Action item = Lines, not repeats, are what count: give the number of lines below that hold "AppState", and nothing more.
___ Extracted information ___
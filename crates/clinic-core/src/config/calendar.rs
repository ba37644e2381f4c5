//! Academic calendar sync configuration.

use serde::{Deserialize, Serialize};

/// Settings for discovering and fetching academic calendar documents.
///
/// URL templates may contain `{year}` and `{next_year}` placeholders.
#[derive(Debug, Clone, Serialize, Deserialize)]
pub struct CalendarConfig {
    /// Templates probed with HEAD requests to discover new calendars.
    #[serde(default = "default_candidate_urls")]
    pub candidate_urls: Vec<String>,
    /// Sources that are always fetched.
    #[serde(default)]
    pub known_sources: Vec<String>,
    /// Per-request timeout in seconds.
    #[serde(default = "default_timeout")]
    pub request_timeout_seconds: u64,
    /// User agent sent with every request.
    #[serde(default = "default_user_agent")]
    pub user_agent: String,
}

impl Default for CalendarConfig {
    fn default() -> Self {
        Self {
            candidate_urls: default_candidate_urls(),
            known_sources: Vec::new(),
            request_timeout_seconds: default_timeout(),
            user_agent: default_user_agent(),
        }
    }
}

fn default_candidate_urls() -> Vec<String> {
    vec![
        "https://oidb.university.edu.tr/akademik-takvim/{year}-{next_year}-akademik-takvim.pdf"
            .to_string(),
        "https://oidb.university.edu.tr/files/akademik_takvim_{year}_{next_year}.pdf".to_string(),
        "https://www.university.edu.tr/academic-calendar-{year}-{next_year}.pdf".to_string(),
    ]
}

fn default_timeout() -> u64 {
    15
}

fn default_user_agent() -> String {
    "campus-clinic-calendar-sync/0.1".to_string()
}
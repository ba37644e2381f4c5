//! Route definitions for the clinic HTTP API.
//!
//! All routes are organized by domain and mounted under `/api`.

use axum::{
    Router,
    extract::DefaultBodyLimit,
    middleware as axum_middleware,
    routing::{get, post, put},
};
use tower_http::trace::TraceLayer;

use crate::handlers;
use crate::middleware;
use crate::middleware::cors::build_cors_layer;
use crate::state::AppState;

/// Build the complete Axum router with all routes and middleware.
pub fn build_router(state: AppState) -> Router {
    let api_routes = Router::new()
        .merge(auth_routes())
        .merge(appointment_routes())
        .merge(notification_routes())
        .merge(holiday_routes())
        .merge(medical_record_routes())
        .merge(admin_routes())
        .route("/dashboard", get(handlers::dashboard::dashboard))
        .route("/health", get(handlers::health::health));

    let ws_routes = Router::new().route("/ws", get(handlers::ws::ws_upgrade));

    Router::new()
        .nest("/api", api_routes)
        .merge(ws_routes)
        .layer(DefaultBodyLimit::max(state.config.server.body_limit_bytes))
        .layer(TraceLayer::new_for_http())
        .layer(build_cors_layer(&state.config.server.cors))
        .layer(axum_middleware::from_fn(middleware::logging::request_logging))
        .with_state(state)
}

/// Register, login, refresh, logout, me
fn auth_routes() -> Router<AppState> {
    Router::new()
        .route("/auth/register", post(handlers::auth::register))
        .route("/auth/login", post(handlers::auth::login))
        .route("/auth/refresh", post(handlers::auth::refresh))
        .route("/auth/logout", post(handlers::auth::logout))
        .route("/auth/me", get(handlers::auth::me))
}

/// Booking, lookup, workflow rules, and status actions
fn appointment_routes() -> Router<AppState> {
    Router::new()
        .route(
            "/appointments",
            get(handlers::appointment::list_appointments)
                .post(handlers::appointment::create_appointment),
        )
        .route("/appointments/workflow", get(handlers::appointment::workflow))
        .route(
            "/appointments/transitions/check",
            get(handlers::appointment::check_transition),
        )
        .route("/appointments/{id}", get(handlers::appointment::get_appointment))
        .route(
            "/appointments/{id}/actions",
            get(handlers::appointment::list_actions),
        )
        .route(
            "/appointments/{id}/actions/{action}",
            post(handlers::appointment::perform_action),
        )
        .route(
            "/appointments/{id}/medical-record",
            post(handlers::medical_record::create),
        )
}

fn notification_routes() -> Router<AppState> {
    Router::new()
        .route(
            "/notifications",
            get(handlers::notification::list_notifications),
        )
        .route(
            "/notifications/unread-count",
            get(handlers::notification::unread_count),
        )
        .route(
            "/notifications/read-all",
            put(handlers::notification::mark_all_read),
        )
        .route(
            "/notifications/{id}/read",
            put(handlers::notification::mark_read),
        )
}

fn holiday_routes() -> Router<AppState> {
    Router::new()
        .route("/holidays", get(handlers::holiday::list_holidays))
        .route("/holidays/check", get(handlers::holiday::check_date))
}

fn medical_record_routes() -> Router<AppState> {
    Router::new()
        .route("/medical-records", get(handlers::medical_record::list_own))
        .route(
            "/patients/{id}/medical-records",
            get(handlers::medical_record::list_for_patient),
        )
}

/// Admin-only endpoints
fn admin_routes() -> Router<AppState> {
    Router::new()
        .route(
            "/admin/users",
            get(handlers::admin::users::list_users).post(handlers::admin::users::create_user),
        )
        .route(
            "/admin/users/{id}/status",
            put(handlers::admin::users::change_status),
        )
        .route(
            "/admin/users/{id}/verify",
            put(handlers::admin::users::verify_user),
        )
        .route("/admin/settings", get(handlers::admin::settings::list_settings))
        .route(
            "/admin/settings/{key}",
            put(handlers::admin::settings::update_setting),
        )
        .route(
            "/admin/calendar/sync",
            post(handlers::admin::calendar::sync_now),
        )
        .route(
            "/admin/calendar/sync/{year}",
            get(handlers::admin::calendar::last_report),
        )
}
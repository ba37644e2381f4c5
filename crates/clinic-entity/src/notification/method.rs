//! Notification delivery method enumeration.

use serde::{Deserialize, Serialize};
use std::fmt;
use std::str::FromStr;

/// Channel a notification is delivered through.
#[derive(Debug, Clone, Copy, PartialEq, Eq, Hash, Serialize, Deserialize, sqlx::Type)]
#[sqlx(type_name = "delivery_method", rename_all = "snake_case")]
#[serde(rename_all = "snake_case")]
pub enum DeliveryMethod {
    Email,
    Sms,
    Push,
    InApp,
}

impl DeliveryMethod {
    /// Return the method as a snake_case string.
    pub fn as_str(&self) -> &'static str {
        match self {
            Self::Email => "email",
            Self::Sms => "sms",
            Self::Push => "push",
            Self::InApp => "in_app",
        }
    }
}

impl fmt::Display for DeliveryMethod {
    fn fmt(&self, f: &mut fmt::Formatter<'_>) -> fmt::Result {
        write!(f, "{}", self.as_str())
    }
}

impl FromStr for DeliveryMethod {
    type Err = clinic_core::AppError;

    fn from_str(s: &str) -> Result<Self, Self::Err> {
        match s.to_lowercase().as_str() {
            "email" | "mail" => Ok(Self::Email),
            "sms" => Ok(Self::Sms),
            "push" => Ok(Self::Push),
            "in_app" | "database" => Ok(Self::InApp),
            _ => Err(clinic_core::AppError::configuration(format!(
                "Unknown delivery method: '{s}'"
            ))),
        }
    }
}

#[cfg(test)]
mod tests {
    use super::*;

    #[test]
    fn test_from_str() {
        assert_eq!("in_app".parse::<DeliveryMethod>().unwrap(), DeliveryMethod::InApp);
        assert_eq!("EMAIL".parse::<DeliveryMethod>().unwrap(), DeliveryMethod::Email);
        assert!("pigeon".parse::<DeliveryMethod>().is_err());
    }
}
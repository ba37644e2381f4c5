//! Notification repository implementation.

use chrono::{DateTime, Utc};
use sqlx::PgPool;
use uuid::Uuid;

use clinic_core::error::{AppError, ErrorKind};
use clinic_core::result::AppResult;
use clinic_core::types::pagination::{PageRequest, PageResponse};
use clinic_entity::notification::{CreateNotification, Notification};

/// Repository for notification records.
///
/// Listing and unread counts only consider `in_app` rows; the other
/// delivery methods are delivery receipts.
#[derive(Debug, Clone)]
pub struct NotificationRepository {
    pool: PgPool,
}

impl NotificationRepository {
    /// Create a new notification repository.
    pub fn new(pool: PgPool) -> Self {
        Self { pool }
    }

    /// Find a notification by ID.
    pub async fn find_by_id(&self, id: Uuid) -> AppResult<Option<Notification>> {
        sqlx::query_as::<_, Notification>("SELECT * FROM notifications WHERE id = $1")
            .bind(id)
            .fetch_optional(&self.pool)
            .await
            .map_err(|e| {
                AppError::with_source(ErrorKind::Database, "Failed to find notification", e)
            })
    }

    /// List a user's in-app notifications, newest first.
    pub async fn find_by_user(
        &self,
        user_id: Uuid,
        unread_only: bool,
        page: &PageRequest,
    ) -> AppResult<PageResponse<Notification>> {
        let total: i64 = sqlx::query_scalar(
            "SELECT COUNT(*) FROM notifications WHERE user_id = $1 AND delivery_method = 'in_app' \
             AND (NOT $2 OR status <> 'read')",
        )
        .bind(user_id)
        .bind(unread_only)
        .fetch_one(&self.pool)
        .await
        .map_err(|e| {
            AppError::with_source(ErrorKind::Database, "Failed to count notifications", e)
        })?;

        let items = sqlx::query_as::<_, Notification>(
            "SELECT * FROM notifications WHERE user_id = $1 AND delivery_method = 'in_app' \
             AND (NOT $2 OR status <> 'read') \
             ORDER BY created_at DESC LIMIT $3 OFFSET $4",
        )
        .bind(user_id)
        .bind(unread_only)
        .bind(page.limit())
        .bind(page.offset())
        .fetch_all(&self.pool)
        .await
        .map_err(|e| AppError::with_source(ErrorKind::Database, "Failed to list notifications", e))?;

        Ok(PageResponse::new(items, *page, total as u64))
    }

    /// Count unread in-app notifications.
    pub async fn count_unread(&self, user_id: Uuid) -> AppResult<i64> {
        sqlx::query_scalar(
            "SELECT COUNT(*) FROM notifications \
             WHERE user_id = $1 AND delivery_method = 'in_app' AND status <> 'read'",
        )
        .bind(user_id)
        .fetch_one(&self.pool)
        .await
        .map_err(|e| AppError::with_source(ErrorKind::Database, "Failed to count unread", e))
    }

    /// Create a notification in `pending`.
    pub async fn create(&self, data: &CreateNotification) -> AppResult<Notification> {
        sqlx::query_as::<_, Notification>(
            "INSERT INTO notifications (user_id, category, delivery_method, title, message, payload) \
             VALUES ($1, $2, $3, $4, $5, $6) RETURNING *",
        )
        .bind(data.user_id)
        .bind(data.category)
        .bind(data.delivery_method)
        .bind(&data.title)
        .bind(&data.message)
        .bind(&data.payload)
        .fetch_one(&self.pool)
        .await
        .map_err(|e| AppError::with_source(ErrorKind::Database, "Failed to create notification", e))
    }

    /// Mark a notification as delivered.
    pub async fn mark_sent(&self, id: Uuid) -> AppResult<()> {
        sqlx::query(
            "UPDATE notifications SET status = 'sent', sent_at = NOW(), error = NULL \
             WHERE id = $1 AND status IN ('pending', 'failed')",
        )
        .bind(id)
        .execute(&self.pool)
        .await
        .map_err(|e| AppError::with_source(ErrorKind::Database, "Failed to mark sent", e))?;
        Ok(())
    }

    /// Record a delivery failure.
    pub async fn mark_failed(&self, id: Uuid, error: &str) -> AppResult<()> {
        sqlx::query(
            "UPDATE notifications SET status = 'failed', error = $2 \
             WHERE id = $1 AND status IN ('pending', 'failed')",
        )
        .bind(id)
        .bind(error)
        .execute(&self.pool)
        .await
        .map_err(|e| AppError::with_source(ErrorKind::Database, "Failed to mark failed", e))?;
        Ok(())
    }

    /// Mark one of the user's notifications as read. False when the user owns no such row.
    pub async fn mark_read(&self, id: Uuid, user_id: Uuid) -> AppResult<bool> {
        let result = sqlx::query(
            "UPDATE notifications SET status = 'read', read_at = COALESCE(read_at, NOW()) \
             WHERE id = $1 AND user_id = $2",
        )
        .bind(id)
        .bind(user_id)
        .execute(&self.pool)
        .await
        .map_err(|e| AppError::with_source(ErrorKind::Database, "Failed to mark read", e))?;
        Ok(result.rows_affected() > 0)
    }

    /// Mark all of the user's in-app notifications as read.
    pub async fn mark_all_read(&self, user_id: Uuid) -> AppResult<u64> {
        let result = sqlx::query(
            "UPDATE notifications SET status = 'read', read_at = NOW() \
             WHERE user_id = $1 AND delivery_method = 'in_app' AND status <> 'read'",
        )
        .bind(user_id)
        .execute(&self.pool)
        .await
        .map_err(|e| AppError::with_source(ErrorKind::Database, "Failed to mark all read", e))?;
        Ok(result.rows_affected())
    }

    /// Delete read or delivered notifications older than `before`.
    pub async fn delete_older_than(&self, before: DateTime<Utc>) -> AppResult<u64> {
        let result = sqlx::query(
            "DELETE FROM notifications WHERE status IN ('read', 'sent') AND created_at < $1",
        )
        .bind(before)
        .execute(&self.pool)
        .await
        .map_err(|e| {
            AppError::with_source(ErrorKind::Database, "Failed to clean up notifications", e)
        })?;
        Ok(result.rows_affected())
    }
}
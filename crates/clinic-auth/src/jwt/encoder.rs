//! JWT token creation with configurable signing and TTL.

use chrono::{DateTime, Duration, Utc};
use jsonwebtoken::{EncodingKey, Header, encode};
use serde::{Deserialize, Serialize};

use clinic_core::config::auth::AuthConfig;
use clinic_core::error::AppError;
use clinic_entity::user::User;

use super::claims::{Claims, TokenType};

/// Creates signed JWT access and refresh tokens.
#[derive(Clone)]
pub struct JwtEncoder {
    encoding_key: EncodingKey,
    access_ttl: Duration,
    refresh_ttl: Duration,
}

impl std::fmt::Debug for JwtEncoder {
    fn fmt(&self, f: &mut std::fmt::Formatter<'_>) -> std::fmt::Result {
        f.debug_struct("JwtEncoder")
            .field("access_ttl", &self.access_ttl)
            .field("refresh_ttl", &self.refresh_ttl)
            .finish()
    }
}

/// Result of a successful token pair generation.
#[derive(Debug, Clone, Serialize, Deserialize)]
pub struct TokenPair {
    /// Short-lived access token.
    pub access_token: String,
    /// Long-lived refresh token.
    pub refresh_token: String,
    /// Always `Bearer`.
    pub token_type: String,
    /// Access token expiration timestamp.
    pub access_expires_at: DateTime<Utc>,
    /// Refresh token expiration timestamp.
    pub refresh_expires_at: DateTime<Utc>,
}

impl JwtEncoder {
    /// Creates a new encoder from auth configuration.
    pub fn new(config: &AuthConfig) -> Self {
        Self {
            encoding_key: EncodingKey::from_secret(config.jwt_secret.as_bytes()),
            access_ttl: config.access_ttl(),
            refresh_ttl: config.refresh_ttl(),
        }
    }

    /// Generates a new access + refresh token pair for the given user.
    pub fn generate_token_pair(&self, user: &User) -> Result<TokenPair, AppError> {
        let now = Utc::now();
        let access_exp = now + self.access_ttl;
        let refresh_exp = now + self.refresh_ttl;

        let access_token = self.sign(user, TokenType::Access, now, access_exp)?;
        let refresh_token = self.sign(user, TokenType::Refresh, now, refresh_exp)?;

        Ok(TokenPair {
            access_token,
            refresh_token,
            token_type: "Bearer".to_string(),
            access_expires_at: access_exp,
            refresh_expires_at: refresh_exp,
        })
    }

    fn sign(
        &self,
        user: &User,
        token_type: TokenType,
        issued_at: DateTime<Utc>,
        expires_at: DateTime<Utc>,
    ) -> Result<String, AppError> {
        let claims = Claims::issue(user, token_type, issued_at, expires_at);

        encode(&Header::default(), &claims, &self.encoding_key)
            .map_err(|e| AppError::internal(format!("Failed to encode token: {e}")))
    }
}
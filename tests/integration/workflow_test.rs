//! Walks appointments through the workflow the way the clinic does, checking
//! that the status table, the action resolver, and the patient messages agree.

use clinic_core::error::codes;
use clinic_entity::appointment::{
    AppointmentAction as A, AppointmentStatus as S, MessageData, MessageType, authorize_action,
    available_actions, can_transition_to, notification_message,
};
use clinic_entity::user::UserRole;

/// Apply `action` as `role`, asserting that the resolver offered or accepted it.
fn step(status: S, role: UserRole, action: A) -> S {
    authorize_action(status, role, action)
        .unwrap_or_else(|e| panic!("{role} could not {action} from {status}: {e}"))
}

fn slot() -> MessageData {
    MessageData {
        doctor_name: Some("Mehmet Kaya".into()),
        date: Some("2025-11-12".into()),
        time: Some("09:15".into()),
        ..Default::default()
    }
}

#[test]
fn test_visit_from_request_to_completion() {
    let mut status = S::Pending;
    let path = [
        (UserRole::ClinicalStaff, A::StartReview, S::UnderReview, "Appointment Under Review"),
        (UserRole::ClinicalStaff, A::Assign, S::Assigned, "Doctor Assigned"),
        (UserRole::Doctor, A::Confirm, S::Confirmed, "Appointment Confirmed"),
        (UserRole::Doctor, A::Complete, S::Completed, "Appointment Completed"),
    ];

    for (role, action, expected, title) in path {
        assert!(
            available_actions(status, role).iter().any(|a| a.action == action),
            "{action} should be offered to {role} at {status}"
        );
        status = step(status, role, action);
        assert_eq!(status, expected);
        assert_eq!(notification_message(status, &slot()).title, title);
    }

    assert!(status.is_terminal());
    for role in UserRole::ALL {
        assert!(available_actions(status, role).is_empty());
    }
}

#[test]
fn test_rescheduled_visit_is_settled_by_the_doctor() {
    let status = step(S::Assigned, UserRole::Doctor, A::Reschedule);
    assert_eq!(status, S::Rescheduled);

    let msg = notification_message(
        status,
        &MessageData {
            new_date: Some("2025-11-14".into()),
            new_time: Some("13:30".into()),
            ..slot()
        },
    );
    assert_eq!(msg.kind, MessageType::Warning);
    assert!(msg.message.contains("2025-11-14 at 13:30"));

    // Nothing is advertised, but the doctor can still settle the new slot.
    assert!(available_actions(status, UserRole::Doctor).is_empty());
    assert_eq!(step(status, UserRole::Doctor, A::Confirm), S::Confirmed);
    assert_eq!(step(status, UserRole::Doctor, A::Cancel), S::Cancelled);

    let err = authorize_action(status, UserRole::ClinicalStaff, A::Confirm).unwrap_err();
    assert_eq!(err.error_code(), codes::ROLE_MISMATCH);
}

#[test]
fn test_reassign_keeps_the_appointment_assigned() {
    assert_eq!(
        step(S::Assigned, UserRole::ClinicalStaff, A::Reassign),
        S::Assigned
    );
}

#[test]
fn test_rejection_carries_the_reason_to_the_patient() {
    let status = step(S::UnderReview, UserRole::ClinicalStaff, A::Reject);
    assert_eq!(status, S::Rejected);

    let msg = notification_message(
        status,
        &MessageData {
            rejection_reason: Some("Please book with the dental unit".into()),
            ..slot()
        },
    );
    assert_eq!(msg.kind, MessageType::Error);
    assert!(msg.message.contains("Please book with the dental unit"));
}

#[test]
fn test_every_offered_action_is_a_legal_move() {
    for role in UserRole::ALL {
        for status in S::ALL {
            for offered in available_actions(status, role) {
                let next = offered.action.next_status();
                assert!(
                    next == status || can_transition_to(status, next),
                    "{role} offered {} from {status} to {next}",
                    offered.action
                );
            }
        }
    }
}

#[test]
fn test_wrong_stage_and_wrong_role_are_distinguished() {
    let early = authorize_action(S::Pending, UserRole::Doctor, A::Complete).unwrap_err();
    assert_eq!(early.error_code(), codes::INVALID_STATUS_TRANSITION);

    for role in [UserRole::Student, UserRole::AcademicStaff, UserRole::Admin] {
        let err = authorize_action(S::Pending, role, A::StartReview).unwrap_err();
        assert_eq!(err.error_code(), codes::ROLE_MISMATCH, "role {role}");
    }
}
___
Result below = 8